DATA FOR THIS TASK
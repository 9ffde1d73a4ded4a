// Copyright (c) 2025 Soumyadip Sarkar.
// All rights reserved.
//
// This source code is licensed under the license found in the
// LICENSE file in the root directory of this source tree.

use chrono::NaiveDate;
use ledgerclip::ledger::{balance, categories, savings, transactions};
use ledgerclip::models::{CategoryKind, NewTransaction, TxnKind};
use rust_decimal::Decimal;

fn setup() -> rusqlite::Connection {
    ledgerclip::db::open_in_memory().unwrap()
}

fn date(y: i32, m: u32, d: u32) -> NaiveDate {
    NaiveDate::from_ymd_opt(y, m, d).unwrap()
}

fn record(
    conn: &rusqlite::Connection,
    user: &str,
    kind: TxnKind,
    amount: &str,
    day: NaiveDate,
    category_id: Option<i64>,
) {
    transactions::record(
        conn,
        user,
        &NewTransaction {
            category_id,
            amount: amount.parse().unwrap(),
            kind,
            description: None,
            date: day,
        },
    )
    .unwrap();
}

#[test]
fn current_balance_nets_income_expense_and_savings() {
    let mut conn = setup();
    let today = date(2025, 8, 10);
    record(&conn, "alice", TxnKind::Income, "1000", date(2025, 8, 1), None);
    record(&conn, "alice", TxnKind::Expense, "300", date(2025, 8, 2), None);
    let goal = savings::create(&conn, "alice", "Vacation", Decimal::from(500), None, today).unwrap();
    savings::contribute(&mut conn, "alice", goal.id, Decimal::from(200), today).unwrap();

    assert_eq!(
        balance::current_balance(&conn, "alice").unwrap(),
        Decimal::from(500)
    );
}

#[test]
fn transfers_and_investments_do_not_move_the_balance() {
    let conn = setup();
    record(&conn, "alice", TxnKind::Income, "100", date(2025, 8, 1), None);
    record(&conn, "alice", TxnKind::Transfer, "40", date(2025, 8, 2), None);
    record(&conn, "alice", TxnKind::Investment, "25", date(2025, 8, 3), None);

    assert_eq!(
        balance::current_balance(&conn, "alice").unwrap(),
        Decimal::from(100)
    );
}

#[test]
fn balance_is_all_time_not_monthly() {
    let conn = setup();
    record(&conn, "alice", TxnKind::Income, "100", date(2023, 1, 1), None);
    record(&conn, "alice", TxnKind::Expense, "30", date(2024, 6, 15), None);
    record(&conn, "alice", TxnKind::Income, "5", date(2025, 8, 1), None);

    assert_eq!(
        balance::current_balance(&conn, "alice").unwrap(),
        Decimal::from(75)
    );
}

#[test]
fn monthly_summary_counts_only_income_and_expense_in_month() {
    let mut conn = setup();
    let today = date(2025, 8, 10);
    record(&conn, "alice", TxnKind::Income, "900", date(2025, 8, 1), None);
    record(&conn, "alice", TxnKind::Income, "100", date(2025, 8, 31), None);
    record(&conn, "alice", TxnKind::Expense, "250", date(2025, 8, 15), None);
    // Adjacent months stay out.
    record(&conn, "alice", TxnKind::Income, "77", date(2025, 7, 31), None);
    record(&conn, "alice", TxnKind::Expense, "88", date(2025, 9, 1), None);
    // Savings movements do not show in the monthly figures.
    let goal = savings::create(&conn, "alice", "Fund", Decimal::from(500), None, today).unwrap();
    savings::contribute(&mut conn, "alice", goal.id, Decimal::from(60), today).unwrap();

    let s = balance::monthly_summary(&conn, "alice", 2025, 8).unwrap();
    assert_eq!(s.income_total, Decimal::from(1000));
    assert_eq!(s.expense_total, Decimal::from(250));
}

#[test]
fn monthly_totals_slot_a_whole_year() {
    let conn = setup();
    record(&conn, "alice", TxnKind::Income, "10", date(2025, 1, 5), None);
    record(&conn, "alice", TxnKind::Expense, "4", date(2025, 1, 20), None);
    record(&conn, "alice", TxnKind::Income, "7", date(2025, 12, 31), None);
    record(&conn, "alice", TxnKind::Income, "99", date(2024, 12, 31), None);

    let months = balance::monthly_totals(&conn, "alice", 2025).unwrap();
    assert_eq!(months.len(), 12);
    assert_eq!(months[0].income_total, Decimal::from(10));
    assert_eq!(months[0].expense_total, Decimal::from(4));
    assert_eq!(months[11].income_total, Decimal::from(7));
    assert!(months[1..11]
        .iter()
        .all(|m| m.income_total.is_zero() && m.expense_total.is_zero()));
}

#[test]
fn expenses_by_category_buckets_uncategorized() {
    let conn = setup();
    let dining =
        categories::ensure(&conn, "alice", "Dining", CategoryKind::Expense, None).unwrap();
    let travel =
        categories::ensure(&conn, "alice", "Travel", CategoryKind::Expense, None).unwrap();
    record(&conn, "alice", TxnKind::Expense, "30", date(2025, 8, 1), Some(dining.id));
    record(&conn, "alice", TxnKind::Expense, "20", date(2025, 8, 2), Some(dining.id));
    record(&conn, "alice", TxnKind::Expense, "45", date(2025, 8, 3), Some(travel.id));
    record(&conn, "alice", TxnKind::Expense, "5", date(2025, 8, 4), None);
    // Income never shows up in a spend breakdown.
    record(&conn, "alice", TxnKind::Income, "500", date(2025, 8, 4), None);

    let spend =
        balance::expenses_by_category(&conn, "alice", date(2025, 8, 1), date(2025, 8, 31))
            .unwrap();
    assert_eq!(spend.len(), 3);
    // Sorted by amount, largest first.
    assert_eq!(spend[0].category, "Dining");
    assert_eq!(spend[0].amount, Decimal::from(50));
    assert_eq!(spend[1].category, "Travel");
    assert_eq!(spend[1].amount, Decimal::from(45));
    assert_eq!(spend[2].category, "Uncategorized");
    assert_eq!(spend[2].amount, Decimal::from(5));
}

#[test]
fn savings_progress_reports_every_goal() {
    let mut conn = setup();
    let today = date(2025, 8, 1);
    let a = savings::create(&conn, "alice", "Car", Decimal::from(2000), None, today).unwrap();
    savings::create(&conn, "alice", "Laptop", Decimal::from(800), None, today).unwrap();
    savings::contribute(&mut conn, "alice", a.id, Decimal::from(500), today).unwrap();

    let progress = balance::savings_progress(&conn, "alice").unwrap();
    assert_eq!(progress.len(), 2);
    let car = progress.iter().find(|p| p.name == "Car").unwrap();
    assert_eq!(car.current, Decimal::from(500));
    assert_eq!(car.remaining, Decimal::from(1500));
    assert_eq!(car.percent_complete, Decimal::from(25));
}

#[test]
fn projections_are_user_scoped() {
    let conn = setup();
    record(&conn, "alice", TxnKind::Income, "100", date(2025, 8, 1), None);
    record(&conn, "bob", TxnKind::Income, "900", date(2025, 8, 1), None);

    assert_eq!(
        balance::current_balance(&conn, "alice").unwrap(),
        Decimal::from(100)
    );
    assert_eq!(
        balance::current_balance(&conn, "bob").unwrap(),
        Decimal::from(900)
    );
}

EXERCISE BRIEF
Lines holding the string "iter": find them in the listing above and copy each one.

EXERCISE RESPONSE
        .iter()
    let car = progress.iter().find(|p| p.name == "Car").unwrap();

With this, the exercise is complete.